■ Action item ■
Transcribe all the material exactly. Leave every line as it is.

■ Records for the task ■
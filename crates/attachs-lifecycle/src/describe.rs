//! Human-readable attachment descriptions
//!
//! Templates are looked up per `(owner_type, owner_attribute)` and may carry
//! `%{name}` placeholders. Each placeholder is answered by a registered
//! interpolation, else by the owner's attribute of that name, else dropped.

use std::collections::HashMap;
use std::sync::{Arc, LazyLock};

use regex::{Captures, Regex};

use crate::model::Attachment;

static PLACEHOLDER: LazyLock<Regex> =
    LazyLock::new(|| Regex::new(r"%\{([^}]+)\}").expect("valid placeholder pattern"));

/// The owning record, as far as descriptions need it
pub trait OwnerRecord: Send + Sync {
    fn attribute(&self, name: &str) -> Option<String>;
}

/// Source of description templates
pub trait DescriptionCatalog: Send + Sync {
    fn template(&self, owner_type: &str, owner_attribute: &str) -> Option<String>;
}

/// Catalog held in memory
#[derive(Debug, Clone, Default)]
pub struct StaticCatalog {
    templates: HashMap<(String, String), String>,
}

impl StaticCatalog {
    pub fn new() -> Self {
        Self::default()
    }

    pub fn with(
        mut self,
        owner_type: impl Into<String>,
        owner_attribute: impl Into<String>,
        template: impl Into<String>,
    ) -> Self {
        self.templates
            .insert((owner_type.into(), owner_attribute.into()), template.into());
        self
    }
}

impl DescriptionCatalog for StaticCatalog {
    fn template(&self, owner_type: &str, owner_attribute: &str) -> Option<String> {
        self.templates
            .get(&(owner_type.to_string(), owner_attribute.to_string()))
            .cloned()
    }
}

pub type Interpolation = Arc<dyn Fn(&dyn OwnerRecord) -> Option<String> + Send + Sync>;

/// Named interpolations
#[derive(Clone, Default)]
pub struct Interpolations {
    entries: HashMap<String, Interpolation>,
}

impl Interpolations {
    pub fn new() -> Self {
        Self::default()
    }

    pub fn register<F>(mut self, name: impl Into<String>, f: F) -> Self
    where
        F: Fn(&dyn OwnerRecord) -> Option<String> + Send + Sync + 'static,
    {
        self.entries.insert(name.into(), Arc::new(f));
        self
    }

    pub fn contains(&self, name: &str) -> bool {
        self.entries.contains_key(name)
    }

    fn resolve(&self, name: &str, owner: &dyn OwnerRecord) -> Option<String> {
        match self.entries.get(name) {
            Some(f) => f(owner),
            None => owner.attribute(name),
        }
    }
}

/// Builds descriptions from a catalog and interpolations
#[derive(Clone)]
pub struct Describer {
    catalog: Arc<dyn DescriptionCatalog>,
    interpolations: Interpolations,
}

impl Describer {
    pub fn new(catalog: Arc<dyn DescriptionCatalog>, interpolations: Interpolations) -> Self {
        Self {
            catalog,
            interpolations,
        }
    }

    /// `None` while unattached or when no template exists
    pub fn describe(&self, attachment: &Attachment, owner: &dyn OwnerRecord) -> Option<String> {
        if attachment.is_unattached() {
            return None;
        }
        let template = self
            .catalog
            .template(&attachment.owner_type, &attachment.owner_attribute)?;

        let rendered = PLACEHOLDER.replace_all(&template, |caps: &Captures| {
            self.interpolations
                .resolve(&caps[1], owner)
                .unwrap_or_default()
        });
        Some(rendered.into_owned())
    }
}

■ Answer space ■
filename crates/attachs-lifecycle/src/describe.rs
//! Human-readable attachment descriptions
//!
//! Templates are looked up per `(owner_type, owner_attribute)` and may carry
//! `%{name}` placeholders. Each placeholder is answered by a registered
//! interpolation, else by the owner's attribute of that name, else dropped.

use std::collections::HashMap;
use std::sync::{Arc, LazyLock};

use regex::{Captures, Regex};

use crate::model::Attachment;

static PLACEHOLDER: LazyLock<Regex> =
    LazyLock::new(|| Regex::new(r"%\{([^}]+)\}").expect("valid placeholder pattern"));

/// The owning record, as far as descriptions need it
pub trait OwnerRecord: Send + Sync {
    fn attribute(&self, name: &str) -> Option<String>;
}

/// Source of description templates
pub trait DescriptionCatalog: Send + Sync {
    fn template(&self, owner_type: &str, owner_attribute: &str) -> Option<String>;
}

/// Catalog held in memory
#[derive(Debug, Clone, Default)]
pub struct StaticCatalog {
    templates: HashMap<(String, String), String>,
}

impl StaticCatalog {
    pub fn new() -> Self {
        Self::default()
    }

    pub fn with(
        mut self,
        owner_type: impl Into<String>,
        owner_attribute: impl Into<String>,
        template: impl Into<String>,
    ) -> Self {
        self.templates
            .insert((owner_type.into(), owner_attribute.into()), template.into());
        self
    }
}

impl DescriptionCatalog for StaticCatalog {
    fn template(&self, owner_type: &str, owner_attribute: &str) -> Option<String> {
        self.templates
            .get(&(owner_type.to_string(), owner_attribute.to_string()))
            .cloned()
    }
}

pub type Interpolation = Arc<dyn Fn(&dyn OwnerRecord) -> Option<String> + Send + Sync>;

/// Named interpolations
#[derive(Clone, Default)]
pub struct Interpolations {
    entries: HashMap<String, Interpolation>,
}

impl Interpolations {
    pub fn new() -> Self {
        Self::default()
    }

    pub fn register<F>(mut self, name: impl Into<String>, f: F) -> Self
    where
        F: Fn(&dyn OwnerRecord) -> Option<String> + Send + Sync + 'static,
    {
        self.entries.insert(name.into(), Arc::new(f));
        self
    }

    pub fn contains(&self, name: &str) -> bool {
        self.entries.contains_key(name)
    }

    fn resolve(&self, name: &str, owner: &dyn OwnerRecord) -> Option<String> {
        match self.entries.get(name) {
            Some(f) => f(owner),
            None => owner.attribute(name),
        }
    }
}

/// Builds descriptions from a catalog and interpolations
#[derive(Clone)]
pub struct Describer {
    catalog: Arc<dyn DescriptionCatalog>,
    interpolations: Interpolations,
}

impl Describer {
    pub fn new(catalog: Arc<dyn DescriptionCatalog>, interpolations: Interpolations) -> Self {
        Self {
            catalog,
            interpolations,
        }
    }

    /// `None` while unattached or when no template exists
    pub fn describe(&self, attachment: &Attachment, owner: &dyn OwnerRecord) -> Option<String> {
        if attachment.is_unattached() {
            return None;
        }
        let template = self
            .catalog
            .template(&attachment.owner_type, &attachment.owner_attribute)?;

        let rendered = PLACEHOLDER.replace_all(&template, |caps: &Captures| {
            self.interpolations
                .resolve(&caps[1], owner)
                .unwrap_or_default()
        });
        Some(rendered.into_owned())
    }
}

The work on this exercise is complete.